Please write out the final portion of the records below exactly: the line containing "(true, true) =>", every line after it, and nothing else.

- Opening Delimiter -

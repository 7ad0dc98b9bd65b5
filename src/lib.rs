//! Newsdesk - a news publishing REST API
//!
//! This library provides the core functionality for the newsdesk service:
//! news, authors, tags and comments with filtering, sorting, pagination
//! and hypermedia links.

pub mod api;
pub mod config;
pub mod db;
pub mod models;
pub mod search;
pub mod services;
//! Filter mappers
//!
//! Turn raw list parameters into a `SearchCriteria`:
//! - sort tokens `field:ORDER` (order is ASC or DESC, any case)
//! - filter tokens `field:operator:value`
//!
//! Each entity has its own mapper carrying its default sort, applied as a
//! whole when the request names no sort key. Filter tokens that do not split
//! into exactly three non-trailing-empty parts are dropped.

use super::criteria::{Pagination, SearchCriteria, SearchCriterion, SearchOperation, Sorting};
use super::{SearchError, SearchRequest};

/// Per-entity translation of raw list parameters
pub trait SearchFilterMapper: Send + Sync {
    /// Sort applied when the request names none
    fn default_sorting(&self) -> Vec<Sorting>;

    /// Build the criteria model for a request
    fn map(&self, request: &SearchRequest) -> Result<SearchCriteria, SearchError> {
        let sorting = if request.sort_by_and_order.is_empty() {
            self.default_sorting()
        } else {
            request
                .sort_by_and_order
                .iter()
                .map(|token| parse_sorting(token))
                .collect::<Result<Vec<_>, _>>()?
        };

        let mut criteria = Vec::with_capacity(request.search_criteria.len());
        for token in &request.search_criteria {
            if let Some(criterion) = parse_criterion(token)? {
                criteria.push(criterion);
            }
        }

        Ok(SearchCriteria {
            pagination: Pagination::new(request.page, request.page_size),
            sorting,
            criteria,
        })
    }
}

/// Parse `field:ORDER`
pub fn parse_sorting(token: &str) -> Result<Sorting, SearchError> {
    let parts: Vec<&str> = token.split(':').collect();
    match parts.as_slice() {
        [field, order] if !field.trim().is_empty() => {
            Ok(Sorting::new(field.trim(), order.parse()?))
        }
        _ => Err(SearchError::InvalidSortToken(token.to_string())),
    }
}

/// Parse `field:operator:value`; `Ok(None)` for a malformed token
///
/// Trailing empty segments do not count as parts, so `title:eq:` is
/// malformed rather than a filter on the empty string.
pub fn parse_criterion(token: &str) -> Result<Option<SearchCriterion>, SearchError> {
    let mut parts: Vec<&str> = token.split(':').collect();
    while parts.last().is_some_and(|part| part.is_empty()) {
        parts.pop();
    }
    let [field, operation, value] = parts.as_slice() else {
        tracing::debug!("Dropping malformed search criterion: {}", token);
        return Ok(None);
    };

    let operation = SearchOperation::from_name(operation)?;
    Ok(Some(SearchCriterion::new(field.trim(), operation, *value)))
}

/// News: title ascending, then newest first
#[derive(Debug, Default, Clone, Copy)]
pub struct NewsSearchFilterMapper;

impl SearchFilterMapper for NewsSearchFilterMapper {
    fn default_sorting(&self) -> Vec<Sorting> {
        vec![Sorting::asc("title"), Sorting::desc("createdDate")]
    }
}

#[derive(Debug, Default, Clone, Copy)]
pub struct AuthorSearchFilterMapper;

impl SearchFilterMapper for AuthorSearchFilterMapper {
    fn default_sorting(&self) -> Vec<Sorting> {
        vec![Sorting::asc("name")]
    }
}

#[derive(Debug, Default, Clone, Copy)]
pub struct TagSearchFilterMapper;

impl SearchFilterMapper for TagSearchFilterMapper {
    fn default_sorting(&self) -> Vec<Sorting> {
        vec![Sorting::asc("name")]
    }
}

/// Comments: newest first
#[derive(Debug, Default, Clone, Copy)]
pub struct CommentSearchFilterMapper;

impl SearchFilterMapper for CommentSearchFilterMapper {
    fn default_sorting(&self) -> Vec<Sorting> {
        vec![Sorting::desc("createdDate")]
    }
}

#[cfg(test)]
mod tests {
    use super::*;
    use crate::search::criteria::SortOrder;
    use proptest::prelude::*;

    fn request(sorts: &[&str], filters: &[&str]) -> SearchRequest {
        SearchRequest {
            page: 2,
            page_size: 7,
            sort_by_and_order: sorts.iter().map(|s| s.to_string()).collect(),
            search_criteria: filters.iter().map(|s| s.to_string()).collect(),
        }
    }

    #[test]
    fn test_default_sorting_per_entity() {
        let empty = request(&[], &[]);

        let news = NewsSearchFilterMapper.map(&empty).unwrap();
        assert_eq!(
            news.sorting,
            vec![Sorting::asc("title"), Sorting::desc("createdDate")]
        );
        assert_eq!(
            AuthorSearchFilterMapper.map(&empty).unwrap().sorting,
            vec![Sorting::asc("name")]
        );
        assert_eq!(
            TagSearchFilterMapper.map(&empty).unwrap().sorting,
            vec![Sorting::asc("name")]
        );
        assert_eq!(
            CommentSearchFilterMapper.map(&empty).unwrap().sorting,
            vec![Sorting::desc("createdDate")]
        );
    }

    #[test]
    fn test_explicit_sort_replaces_default() {
        let criteria = NewsSearchFilterMapper
            .map(&request(&["content:desc", "id:Asc"], &[]))
            .unwrap();

        assert_eq!(
            criteria.sorting,
            vec![Sorting::desc("content"), Sorting::asc("id")]
        );
    }

    #[test]
    fn test_pagination_is_copied() {
        let criteria = TagSearchFilterMapper.map(&request(&[], &[])).unwrap();
        assert_eq!(criteria.pagination, Pagination::new(2, 7));
    }

    #[test]
    fn test_unknown_sort_order_is_rejected() {
        let result = AuthorSearchFilterMapper.map(&request(&["name:sideways"], &[]));
        assert!(matches!(result, Err(SearchError::UnknownSortOrder(_))));
    }

    #[test]
    fn test_sort_token_without_order_is_rejected() {
        let result = AuthorSearchFilterMapper.map(&request(&["name"], &[]));
        assert!(matches!(result, Err(SearchError::InvalidSortToken(_))));
    }

    #[test]
    fn test_filters_are_parsed() {
        let criteria = NewsSearchFilterMapper
            .map(&request(&[], &["title:like:Java", "authorId:eq:3"]))
            .unwrap();

        assert_eq!(
            criteria.criteria,
            vec![
                SearchCriterion::new("title", SearchOperation::Like, "Java"),
                SearchCriterion::new("authorId", SearchOperation::Equal, "3"),
            ]
        );
    }

    #[test]
    fn test_malformed_filters_are_dropped() {
        let criteria = NewsSearchFilterMapper
            .map(&request(&[], &["title:Java", "title:eq:a:b", "", "title:eq:Java"]))
            .unwrap();

        assert_eq!(
            criteria.criteria,
            vec![SearchCriterion::new("title", SearchOperation::Equal, "Java")]
        );
    }

    #[test]
    fn test_filters_with_empty_trailing_parts_are_dropped() {
        let criteria = NewsSearchFilterMapper
            .map(&request(&[], &["title:eq:", "title:eq::", "title:like:Java"]))
            .unwrap();

        assert_eq!(
            criteria.criteria,
            vec![SearchCriterion::new("title", SearchOperation::Like, "Java")]
        );
    }

    #[test]
    fn test_unknown_operator_is_rejected() {
        let result = NewsSearchFilterMapper.map(&request(&[], &["title:between:Java"]));
        assert!(matches!(result, Err(SearchError::UnknownOperator(_))));
    }

    proptest! {
        #![proptest_config(ProptestConfig::with_cases(20))]

        /// Any token with a colon count other than two never becomes a criterion.
        #[test]
        fn tokens_without_three_parts_are_ignored(parts in prop::collection::vec("[a-z]{1,6}", 1..6)) {
            prop_assume!(parts.len() != 3);
            let token = parts.join(":");
            let criteria = CommentSearchFilterMapper
                .map(&request(&[], &[token.as_str()]))
                .unwrap();
            prop_assert!(criteria.criteria.is_empty());
        }

        /// A valid sort token keeps its field and resolves its order regardless of case.
        #[test]
        fn sort_tokens_roundtrip(field in "[a-zA-Z]{1,12}", desc in any::<bool>(), upper in any::<bool>()) {
            let order = match (desc, upper) {
                (true, true) => "DESC",
                (true, false) => "desc",
                (false, true) => "ASC",
                (false, false) => "asc",
            };
            let sorting = parse_sorting(&format!("{}:{}", field, order)).unwrap();
            prop_assert_eq!(sorting.field, field);
            prop_assert_eq!(sorting.order, if desc { SortOrder::Desc } else { SortOrder::Asc });
        }
    }
}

- Closing Delimiter -

### Solution for this task
                (true, true) => "DESC",
                (true, false) => "desc",
                (false, true) => "ASC",
                (false, false) => "asc",
            };
            let sorting = parse_sorting(&format!("{}:{}", field, order)).unwrap();
            prop_assert_eq!(sorting.field, field);
            prop_assert_eq!(sorting.order, if desc { SortOrder::Desc } else { SortOrder::Asc });
        }
    }
}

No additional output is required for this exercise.